South Korea has announced new sanctions targeting North Korea’s weapons programmes following Pyongyang’s latest missile launches.
The measures target four individuals and five entities, including a South African national and two Singaporean shipping firms, linked to North Korea’s development of nuclear weapons and missiles, South Korea’s foreign ministry said on Monday.
The announcement came after North Korea fired two short-range ballistic missiles from its east coast, two days after it test-fired an intercontinental ballistic missile (ICBM).
South Korea and the United States on Sunday staged joint air drills involving B-1B bombers in response to Pyongyang’s ICBM launch.
South Korea, the US and the United Nations condemned North Korea’s latest missile launches as illegal provocations.
“The immediate material effects may be limited but South Korea’s updated sanctions are part of a trend that is more than symbolic,” Leif-Eric Easley, an associate professor of international studies at Ewha Womans University in Seoul, told Al Jazeera.
“The current government in Seoul does not shy away from strengthening defence capabilities and financial accountability measures. This reciprocity policy aims to dissuade future North Korean threats by steadily imposing costs on Pyongyang for each provocation.”
South Korean President Yoon Suk-yeol’s administration earlier this month sanctioned four North Korean individuals and seven entities over cyberattacks believed to be linked to the country’s weapons programmes — Seoul’s first such measures focusing on Pyongyang’s hacking activities.

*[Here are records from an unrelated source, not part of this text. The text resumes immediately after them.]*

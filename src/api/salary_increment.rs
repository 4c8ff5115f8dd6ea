use crate::{
    api::{DateRange, IncrementListResponse, Paginated},
    auth::auth::AuthUser,
    model::salary_increment::SalaryIncrement,
    service::salary_increment::{
        self as increment_service, CreateIncrement, IncrementQuery, IncrementStatistics, ProjectedCost,
    },
};
use actix_web::{HttpResponse, Responder, web};
use serde::Deserialize;
use serde_json::json;
use sqlx::MySqlPool;
use utoipa::ToSchema;

#[derive(Debug, Default, Deserialize, ToSchema)]
pub struct RejectIncrement {
    pub reason: Option<String>,
}

#[utoipa::path(
    post,
    path = "/api/salary-increments",
    request_body = CreateIncrement,
    responses(
        (status = 201, body = SalaryIncrement),
        (status = 400, description = "Terms do not fit the increment type"),
        (status = 404, description = "Employee not found")
    ),
    tag = "Salary Increment",
    security(("bearer_auth" = []))
)]
pub async fn create_increment(
    auth: AuthUser,
    pool: web::Data<MySqlPool>,
    payload: web::Json<CreateIncrement>,
) -> actix_web::Result<impl Responder> {
    auth.require_hr_or_admin()?;

    let increment = increment_service::create(pool.get_ref(), &payload, auth.user_id).await?;
    Ok(HttpResponse::Created().json(increment))
}

#[utoipa::path(
    get,
    path = "/api/salary-increments",
    params(IncrementQuery),
    responses((status = 200, body = IncrementListResponse)),
    tag = "Salary Increment",
    security(("bearer_auth" = []))
)]
pub async fn list_increments(
    auth: AuthUser,
    pool: web::Data<MySqlPool>,
    query: web::Query<IncrementQuery>,
) -> actix_web::Result<impl Responder> {
    auth.require_hr_or_admin()?;

    let (increments, page, total) = increment_service::list(pool.get_ref(), &query).await?;
    Ok(HttpResponse::Ok().json(Paginated::new(increments, page, total)))
}

#[utoipa::path(
    get,
    path = "/api/salary-increments/statistics",
    params(DateRange),
    responses((status = 200, body = IncrementStatistics)),
    tag = "Salary Increment",
    security(("bearer_auth" = []))
)]
pub async fn increment_statistics(
    auth: AuthUser,
    pool: web::Data<MySqlPool>,
    range: web::Query<DateRange>,
) -> actix_web::Result<impl Responder> {
    auth.require_hr_or_admin()?;

    let stats = increment_service::statistics(pool.get_ref(), range.from, range.to).await?;
    Ok(HttpResponse::Ok().json(stats))
}

#[utoipa::path(
    get,
    path = "/api/salary-increments/projected-cost",
    responses((status = 200, description = "Annual cost of pending increments", body = ProjectedCost)),
    tag = "Salary Increment",
    security(("bearer_auth" = []))
)]
pub async fn projected_cost(auth: AuthUser, pool: web::Data<MySqlPool>) -> actix_web::Result<impl Responder> {
    auth.require_hr_or_admin()?;

    let projection = increment_service::projected_annual_cost(pool.get_ref()).await?;
    Ok(HttpResponse::Ok().json(projection))
}

/// Apply Due Increments
///
/// Applies every approved increment whose effective date has arrived. Failures are
/// logged and skipped.
#[utoipa::path(
    post,
    path = "/api/salary-increments/apply-due",
    responses(
        (status = 200, body = Object, example = json!({ "applied_count": 2, "applied": [] }))
    ),
    tag = "Salary Increment",
    security(("bearer_auth" = []))
)]
pub async fn apply_due(auth: AuthUser, pool: web::Data<MySqlPool>) -> actix_web::Result<impl Responder> {
    auth.require_admin()?;

    let applied = increment_service::apply_due(pool.get_ref()).await?;
    Ok(HttpResponse::Ok().json(json!({
        "applied_count": applied.len(),
        "applied": applied
    })))
}

#[utoipa::path(
    get,
    path = "/api/employees/{employee_id}/salary-history",
    params(("employee_id", Path, description = "Employee ID")),
    responses((status = 200, description = "Applied increments, newest first", body = [SalaryIncrement])),
    tag = "Salary Increment",
    security(("bearer_auth" = []))
)]
pub async fn salary_history(
    auth: AuthUser,
    pool: web::Data<MySqlPool>,
    path: web::Path<u64>,
) -> actix_web::Result<impl Responder> {
    let employee_id = path.into_inner();
    auth.require_self_or_hr(employee_id)?;

    let history = increment_service::history(pool.get_ref(), employee_id).await?;
    Ok(HttpResponse::Ok().json(history))
}

#[utoipa::path(
    get,
    path = "/api/salary-increments/{increment_id}",
    params(("increment_id", Path, description = "Increment ID")),
    responses(
        (status = 200, body = SalaryIncrement),
        (status = 404, description = "Increment not found")
    ),
    tag = "Salary Increment",
    security(("bearer_auth" = []))
)]
pub async fn get_increment(
    auth: AuthUser,
    pool: web::Data<MySqlPool>,
    path: web::Path<u64>,
) -> actix_web::Result<impl Responder> {
    let increment = increment_service::get(pool.get_ref(), path.into_inner()).await?;
    auth.require_self_or_hr(increment.employee_id)?;

    Ok(HttpResponse::Ok().json(increment))
}

/// Approve Increment
///
/// Increments already effective are applied to the employee right away.
#[utoipa::path(
    put,
    path = "/api/salary-increments/{increment_id}/approve",
    params(("increment_id", Path, description = "Increment ID")),
    responses(
        (status = 200, body = SalaryIncrement),
        (status = 422, description = "Increment is not pending")
    ),
    tag = "Salary Increment",
    security(("bearer_auth" = []))
)]
pub async fn approve_increment(
    auth: AuthUser,
    pool: web::Data<MySqlPool>,
    path: web::Path<u64>,
) -> actix_web::Result<impl Responder> {
    auth.require_hr_or_admin()?;

    let increment = increment_service::approve(pool.get_ref(), path.into_inner(), auth.user_id).await?;
    Ok(HttpResponse::Ok().json(increment))
}

#[utoipa::path(
    put,
    path = "/api/salary-increments/{increment_id}/reject",
    params(("increment_id", Path, description = "Increment ID")),
    request_body = RejectIncrement,
    responses(
        (status = 200, body = SalaryIncrement),
        (status = 422, description = "Increment is not pending")
    ),
    tag = "Salary Increment",
    security(("bearer_auth" = []))
)]
pub async fn reject_increment(
    auth: AuthUser,
    pool: web::Data<MySqlPool>,
    path: web::Path<u64>,
    payload: Option<web::Json<RejectIncrement>>,
) -> actix_web::Result<impl Responder> {
    auth.require_hr_or_admin()?;

    let input = payload.map(web::Json::into_inner).unwrap_or_default();
    let increment =
        increment_service::reject(pool.get_ref(), path.into_inner(), auth.user_id, input.reason.as_deref()).await?;
    Ok(HttpResponse::Ok().json(increment))
}

#[utoipa::path(
    put,
    path = "/api/salary-increments/{increment_id}/apply",
    params(("increment_id", Path, description = "Increment ID")),
    responses(
        (status = 200, body = SalaryIncrement),
        (status = 422, description = "Increment is not approved or not yet effective")
    ),
    tag = "Salary Increment",
    security(("bearer_auth" = []))
)]
pub async fn apply_increment(
    auth: AuthUser,
    pool: web::Data<MySqlPool>,
    path: web::Path<u64>,
) -> actix_web::Result<impl Responder> {
    auth.require_hr_or_admin()?;

    let increment = increment_service::apply(pool.get_ref(), path.into_inner()).await?;
    Ok(HttpResponse::Ok().json(increment))
}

In December, Seoul joined the US and Japan in announcing sanctions over Pyongyang’s repeated missile tests, identifying eight individuals and seven institutions it said were connected with North Korea’s missile and nuclear weapons development programme.
However, Andrei Lankov, a North Korea scholar and professor at Kookmin University in Seoul, said sanctions are unlikely to halt North Korea’s development of nuclear weapons and ballistic missiles.
“North Koreans are determined to develop ICBMs capable of hitting the United States, partially as a deterrent, partially as a way to blackmail the US from blackmailing South Korea if and when the North Koreans decide it’s time to attack North Korea,” Lankov told Al Jazeera.
“If you ask me what can be done, my short answer is nothing,” Lankov added.
South Korea and North Korea have a tense relationship stemming from the division of the Korean Peninsula into the communist North and capitalist, pro-US South in the aftermath of World War II.
The two Koreas fought a bloody war from 1950-1953 that ended in an armistice that left the two sides technically in a state of war to this day.